I've never been able to find a bottom line explanation of the results of such long-term low-cal diets. Does animal just keep getting thinner and thinner until ??? Or does their metabolism reduce so that they have little energy? Or do they reach a weight consistent with the number of calories provided --- then the true key being that non-overweight extends lifespan (which we already know), not caloric restriction in and of itself.

Linda Palmer of CA @ Jul 17, 2009 19:13:06 PM

What they are not telling you...

For fear of ridicule and criticism outside the scientific community, researchers in this topic didn't publish their full report.

They also found that the longer-living calorically-restricted monkeys didn't drink, smoke, cuss, lie, cheat, or charge interest on money they loaned -- and they attended church on a weekly basis. As a group, they preferred to watch PBS specials while their fat-bottomed cage-potato brethen wanted CNN on all the time, until they fell asleep in front of the tube with empty bags of chips on their chests and empty beer bottles littering the floors of their cages. 95% of the longer-living monkeys also had a library card, registered to vote, and volunteered at least four hours per week to help their local communities.

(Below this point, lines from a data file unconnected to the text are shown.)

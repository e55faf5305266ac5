//! Implementation of the `brandshell preview` command.

use std::fs;

use tracing::{debug, instrument};

use brandshell_core::application::{ShellService, ValidationMode};
use brandshell_core::domain::{BrandDetails, BrandTheme};
use brandshell_render::HtmlRenderer;

use crate::{
    cli::{GlobalArgs, PreviewArgs, SectionArg},
    commands::load_brand_file,
    config::AppConfig,
    error::{CliError, CliResult},
    output::OutputManager,
};

#[instrument(skip_all, fields(file = %args.file.display(), section = %args.section))]
pub fn execute(
    args: PreviewArgs,
    _global: GlobalArgs,
    config: AppConfig,
    output: OutputManager,
) -> CliResult<()> {
    let brand = load_brand_file(&args.file)?;

    let details: BrandDetails =
        serde_json::from_value(brand.details).map_err(|e| CliError::InvalidInput {
            message: format!("details payload could not be decoded: {e}"),
        })?;
    let theme: Option<BrandTheme> = if brand.theme.is_null() {
        None
    } else {
        serde_json::from_value(brand.theme).map_err(|e| CliError::InvalidInput {
            message: format!("theme payload could not be decoded: {e}"),
        })?
    };

    // --force drops unsafe fields silently; otherwise the service validates
    // per BRANDSHELL_ENV (strict unless the environment says production).
    let mode = if args.force {
        ValidationMode::Lenient
    } else {
        ValidationMode::from_env()
    };
    debug!(?mode, "render mode resolved");

    let year = args.year.or(config.preview.year);
    let class = args.class.or(config.preview.class);

    let mut sections = Vec::new();
    for renderer in build_renderers(args.section, year, class.as_deref()) {
        let service = ShellService::new(Box::new(renderer));
        sections.push(service.render(&details, theme.as_ref(), mode)?);
    }
    let html = sections.join("\n");

    match args.out {
        Some(path) => {
            fs::write(&path, format!("{html}\n")).map_err(|e| CliError::IoError {
                message: format!("could not write {}", path.display()),
                source: e,
            })?;
            output.success(&format!("wrote {}", path.display()))?;
        }
        None => println!("{html}"),
    }

    Ok(())
}

fn build_renderers(
    section: SectionArg,
    year: Option<i32>,
    class: Option<&str>,
) -> Vec<HtmlRenderer> {
    let mut renderers = match section {
        SectionArg::Header => vec![HtmlRenderer::header()],
        SectionArg::Footer => vec![HtmlRenderer::footer()],
        SectionArg::Both => vec![HtmlRenderer::header(), HtmlRenderer::footer()],
    };
    if let Some(year) = year {
        renderers = renderers.into_iter().map(|r| r.with_year(year)).collect();
    }
    if let Some(class) = class {
        renderers = renderers
            .into_iter()
            .map(|r| r.with_class(class))
            .collect();
    }
    renderers
}
//! CLI argument definitions using the clap derive API.
//!
//! This module is the *only* place that knows about argument names, aliases,
//! help text, and value enums.  No business logic lives here.

use std::path::PathBuf;

use clap::{Args, Parser, Subcommand, ValueEnum};

pub mod global;
pub use global::{GlobalArgs, OutputFormat};

// ── Top-level CLI ─────────────────────────────────────────────────────────────

/// Main CLI entry-point.
#[derive(Debug, Parser)]
#[command(
    name    = "brandshell",
    bin_name = "brandshell",
    version  = env!("CARGO_PKG_VERSION"),
    author   = env!("CARGO_PKG_AUTHORS"),
    about    = "\u{1f6e1} Validate and preview brand shells",
    long_about = "Brandshell validates brand configuration files, resolves \
                  their theme into CSS custom properties, and renders \
                  header/footer previews as HTML.",
    after_help = "EXAMPLES:\n\
        \x20 brandshell check brand.json\n\
        \x20 brandshell vars brand.json --output-format json\n\
        \x20 brandshell preview brand.json --out shell.html",
    arg_required_else_help = true,
    subcommand_required    = true,
)]
pub struct Cli {
    /// Flags available on every subcommand.
    #[command(flatten)]
    pub global: GlobalArgs,

    /// Subcommand to execute.
    #[command(subcommand)]
    pub command: Commands,
}

// ── Subcommands ───────────────────────────────────────────────────────────────

/// All available subcommands.
#[derive(Debug, Subcommand)]
pub enum Commands {
    /// Validate a brand configuration file.
    #[command(
        visible_alias = "c",
        about = "Validate a brand configuration file",
        after_help = "EXAMPLES:\n\
            \x20 brandshell check brand.json\n\
            \x20 brandshell check brand.json --quiet"
    )]
    Check(CheckArgs),

    /// Print the CSS variables a theme resolves to.
    #[command(
        about = "Print resolved CSS variables",
        after_help = "EXAMPLES:\n\
            \x20 brandshell vars brand.json\n\
            \x20 brandshell vars brand.json --output-format json"
    )]
    Vars(VarsArgs),

    /// Render an HTML preview of the shell.
    #[command(
        visible_alias = "p",
        about = "Render an HTML preview",
        after_help = "EXAMPLES:\n\
            \x20 brandshell preview brand.json\n\
            \x20 brandshell preview brand.json --section header\n\
            \x20 brandshell preview brand.json --out shell.html --year 2026"
    )]
    Preview(PreviewArgs),
}

// ── check ─────────────────────────────────────────────────────────────────────

/// Arguments for `brandshell check`.
#[derive(Debug, Args)]
pub struct CheckArgs {
    /// Brand configuration file (JSON with `details` and optional `theme`).
    #[arg(value_name = "FILE", help = "Brand configuration file")]
    pub file: PathBuf,
}

// ── vars ──────────────────────────────────────────────────────────────────────

/// Arguments for `brandshell vars`.
#[derive(Debug, Args)]
pub struct VarsArgs {
    /// Brand configuration file.
    #[arg(value_name = "FILE", help = "Brand configuration file")]
    pub file: PathBuf,
}

// ── preview ───────────────────────────────────────────────────────────────────

/// Arguments for `brandshell preview`.
#[derive(Debug, Args)]
pub struct PreviewArgs {
    /// Brand configuration file.
    #[arg(value_name = "FILE", help = "Brand configuration file")]
    pub file: PathBuf,

    /// Write the HTML to a file instead of stdout.
    #[arg(
        short = 'o',
        long = "out",
        value_name = "FILE",
        help = "Output file (default: stdout)"
    )]
    pub out: Option<PathBuf>,

    /// Which shell section(s) to render.
    #[arg(
        short = 's',
        long = "section",
        value_enum,
        default_value = "both",
        help = "Shell section to render"
    )]
    pub section: SectionArg,

    /// Copyright year for the footer.
    #[arg(long = "year", value_name = "YEAR", help = "Footer copyright year")]
    pub year: Option<i32>,

    /// Extra class appended to each section root.
    #[arg(long = "class", value_name = "CLASS", help = "Extra root class")]
    pub class: Option<String>,

    /// Render even when validation fails (unsafe fields are dropped).
    #[arg(long = "force", help = "Skip validation; drop unsafe fields silently")]
    pub force: bool,
}

/// Shell sections the preview command can render.
#[derive(Debug, Clone, Copy, PartialEq, Eq, ValueEnum)]
#[value(rename_all = "lowercase")]
pub enum SectionArg {
    Header,
    Footer,
    Both,
}

impl std::fmt::Display for SectionArg {
    fn fmt(&self, f: &mut std::fmt::Formatter<'_>) -> std::fmt::Result {
        match self {
            Self::Header => write!(f, "header"),
            Self::Footer => write!(f, "footer"),
            Self::Both => write!(f, "both"),
        }
    }
}

// ── tests ─────────────────────────────────────────────────────────────────────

Countering the benefit of increased longevity, researchers noted that the shorter-living all-you-can-eat monkeys took endless and raucous delight in flinging their substantially greater volume of watery crap at them -- particularly when the researchers had their heads down taking notes on a clipboard.

A follow-up study is planned, to better quantify the carbon footprint of the piggie-poo monkey population -- pending a $60 million government earmark in the second stimulus package currently debated.

dom youngross @ Jul 09, 2009 23:02:10 PM

Autophagy: The Active Process Behind mTOR Inhibition and Calorie Restriction

Autophagy (a kind of cell suicide) activated in both mTOR inhibition with Rapamycin and calorie restriction conditions, where some of our body cells (adipose tissue/fat) open up and used for generating energy for body. In other way, if we stop this process by excess feeding, a kind of stress (ER stress) generated. This sustained stress leads to pancreas beta-cell failure and metabolic syndrome (diabetes, high blood pleassure, cardiovascular disease). High fat deposits also leads coronary heart disease.